Provide the number of lines below that include "first", without any other words.

-------- DATASET RECORDS --------

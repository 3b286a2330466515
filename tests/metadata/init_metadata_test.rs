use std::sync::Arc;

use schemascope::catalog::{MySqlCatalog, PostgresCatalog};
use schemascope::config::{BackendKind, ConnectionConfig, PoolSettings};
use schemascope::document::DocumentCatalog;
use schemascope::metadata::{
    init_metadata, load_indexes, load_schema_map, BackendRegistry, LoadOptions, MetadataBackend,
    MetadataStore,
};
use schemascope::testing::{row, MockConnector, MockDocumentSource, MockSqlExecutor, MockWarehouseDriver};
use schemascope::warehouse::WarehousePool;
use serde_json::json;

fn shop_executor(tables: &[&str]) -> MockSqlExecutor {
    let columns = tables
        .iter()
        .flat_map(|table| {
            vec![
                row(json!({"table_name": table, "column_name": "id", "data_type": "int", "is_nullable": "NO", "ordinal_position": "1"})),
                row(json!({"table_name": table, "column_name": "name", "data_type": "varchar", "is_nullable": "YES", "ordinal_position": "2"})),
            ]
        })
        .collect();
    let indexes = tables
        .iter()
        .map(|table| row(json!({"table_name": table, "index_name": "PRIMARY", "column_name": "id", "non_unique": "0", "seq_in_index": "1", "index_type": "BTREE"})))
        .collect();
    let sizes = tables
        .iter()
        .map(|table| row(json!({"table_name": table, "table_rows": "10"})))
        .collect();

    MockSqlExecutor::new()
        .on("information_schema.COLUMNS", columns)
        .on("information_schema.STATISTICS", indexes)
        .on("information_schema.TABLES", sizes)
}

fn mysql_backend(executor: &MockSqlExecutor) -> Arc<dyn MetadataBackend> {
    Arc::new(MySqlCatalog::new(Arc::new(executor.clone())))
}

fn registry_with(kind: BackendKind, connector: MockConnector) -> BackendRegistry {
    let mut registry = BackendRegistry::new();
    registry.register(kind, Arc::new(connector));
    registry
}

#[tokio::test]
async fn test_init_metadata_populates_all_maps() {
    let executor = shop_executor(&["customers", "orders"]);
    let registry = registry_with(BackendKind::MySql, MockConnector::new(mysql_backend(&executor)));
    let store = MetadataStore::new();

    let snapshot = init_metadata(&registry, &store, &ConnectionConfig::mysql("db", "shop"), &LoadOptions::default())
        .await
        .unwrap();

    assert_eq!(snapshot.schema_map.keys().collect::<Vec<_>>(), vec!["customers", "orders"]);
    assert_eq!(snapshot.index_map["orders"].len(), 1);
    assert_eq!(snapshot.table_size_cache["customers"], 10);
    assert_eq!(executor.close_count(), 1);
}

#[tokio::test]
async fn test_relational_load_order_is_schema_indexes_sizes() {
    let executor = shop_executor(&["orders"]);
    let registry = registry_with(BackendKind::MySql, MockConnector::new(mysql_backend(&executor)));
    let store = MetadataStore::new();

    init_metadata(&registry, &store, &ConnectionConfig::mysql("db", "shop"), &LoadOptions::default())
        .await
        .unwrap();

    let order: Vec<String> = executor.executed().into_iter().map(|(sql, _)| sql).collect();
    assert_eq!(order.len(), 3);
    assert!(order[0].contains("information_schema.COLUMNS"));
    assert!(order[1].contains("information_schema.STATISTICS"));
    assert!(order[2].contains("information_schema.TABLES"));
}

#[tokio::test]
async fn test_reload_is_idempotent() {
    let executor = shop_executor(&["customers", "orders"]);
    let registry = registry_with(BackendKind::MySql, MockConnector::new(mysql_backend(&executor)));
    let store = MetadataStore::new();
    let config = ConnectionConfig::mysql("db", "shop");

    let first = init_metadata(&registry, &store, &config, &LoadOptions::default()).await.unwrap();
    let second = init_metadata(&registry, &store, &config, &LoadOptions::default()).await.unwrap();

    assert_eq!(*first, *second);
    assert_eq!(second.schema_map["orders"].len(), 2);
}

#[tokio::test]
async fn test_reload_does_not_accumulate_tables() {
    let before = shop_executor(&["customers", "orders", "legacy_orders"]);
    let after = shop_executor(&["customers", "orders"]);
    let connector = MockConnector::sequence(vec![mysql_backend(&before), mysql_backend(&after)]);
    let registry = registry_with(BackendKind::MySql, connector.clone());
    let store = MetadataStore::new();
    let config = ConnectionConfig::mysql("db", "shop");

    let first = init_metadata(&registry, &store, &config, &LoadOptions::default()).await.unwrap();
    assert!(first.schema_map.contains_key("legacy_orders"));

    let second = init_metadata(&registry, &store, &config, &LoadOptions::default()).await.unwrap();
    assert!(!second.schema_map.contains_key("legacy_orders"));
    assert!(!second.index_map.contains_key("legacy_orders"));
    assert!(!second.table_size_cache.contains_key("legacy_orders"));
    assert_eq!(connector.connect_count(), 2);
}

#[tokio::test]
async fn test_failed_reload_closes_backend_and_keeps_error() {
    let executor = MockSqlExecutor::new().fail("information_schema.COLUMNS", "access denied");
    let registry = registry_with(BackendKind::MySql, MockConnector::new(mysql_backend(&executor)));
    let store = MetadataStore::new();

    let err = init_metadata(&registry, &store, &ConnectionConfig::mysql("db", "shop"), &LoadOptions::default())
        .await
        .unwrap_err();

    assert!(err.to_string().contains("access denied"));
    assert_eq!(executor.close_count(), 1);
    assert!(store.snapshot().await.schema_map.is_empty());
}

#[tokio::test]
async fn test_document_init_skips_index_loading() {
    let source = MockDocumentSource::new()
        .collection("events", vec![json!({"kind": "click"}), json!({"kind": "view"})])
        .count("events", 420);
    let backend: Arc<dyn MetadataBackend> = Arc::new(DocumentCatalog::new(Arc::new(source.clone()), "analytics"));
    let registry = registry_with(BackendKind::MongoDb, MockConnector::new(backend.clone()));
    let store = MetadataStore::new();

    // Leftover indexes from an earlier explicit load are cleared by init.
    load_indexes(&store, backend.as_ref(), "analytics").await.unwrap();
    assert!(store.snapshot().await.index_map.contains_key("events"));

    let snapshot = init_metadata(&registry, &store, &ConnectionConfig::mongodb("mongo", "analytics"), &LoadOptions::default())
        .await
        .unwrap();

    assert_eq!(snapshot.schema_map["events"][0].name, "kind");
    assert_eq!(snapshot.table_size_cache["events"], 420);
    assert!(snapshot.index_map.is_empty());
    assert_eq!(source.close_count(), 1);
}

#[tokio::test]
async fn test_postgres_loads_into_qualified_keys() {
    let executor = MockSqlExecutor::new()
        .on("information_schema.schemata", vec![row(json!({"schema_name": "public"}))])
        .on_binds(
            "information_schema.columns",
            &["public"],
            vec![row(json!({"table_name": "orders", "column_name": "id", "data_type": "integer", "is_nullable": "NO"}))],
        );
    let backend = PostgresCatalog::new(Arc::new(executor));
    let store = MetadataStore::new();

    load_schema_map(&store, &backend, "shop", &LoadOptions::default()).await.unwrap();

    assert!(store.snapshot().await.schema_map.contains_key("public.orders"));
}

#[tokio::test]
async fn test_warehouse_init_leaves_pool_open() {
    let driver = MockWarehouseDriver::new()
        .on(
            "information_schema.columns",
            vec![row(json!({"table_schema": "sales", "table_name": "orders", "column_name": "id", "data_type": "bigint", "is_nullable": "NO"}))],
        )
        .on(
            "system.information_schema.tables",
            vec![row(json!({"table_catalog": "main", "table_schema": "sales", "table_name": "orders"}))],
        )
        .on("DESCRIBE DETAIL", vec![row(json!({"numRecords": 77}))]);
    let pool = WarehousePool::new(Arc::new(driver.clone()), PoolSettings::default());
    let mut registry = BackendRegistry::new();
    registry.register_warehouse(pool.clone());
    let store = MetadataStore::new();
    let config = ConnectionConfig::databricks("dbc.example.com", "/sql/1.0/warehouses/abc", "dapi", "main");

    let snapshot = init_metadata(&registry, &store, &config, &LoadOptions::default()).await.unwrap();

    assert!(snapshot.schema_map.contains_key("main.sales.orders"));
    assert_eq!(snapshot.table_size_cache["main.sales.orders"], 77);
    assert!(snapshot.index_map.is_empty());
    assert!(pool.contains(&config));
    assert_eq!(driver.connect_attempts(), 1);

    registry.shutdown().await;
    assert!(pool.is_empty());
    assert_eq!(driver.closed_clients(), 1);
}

--------

SOLUTION TO THIS PROBLEM - 4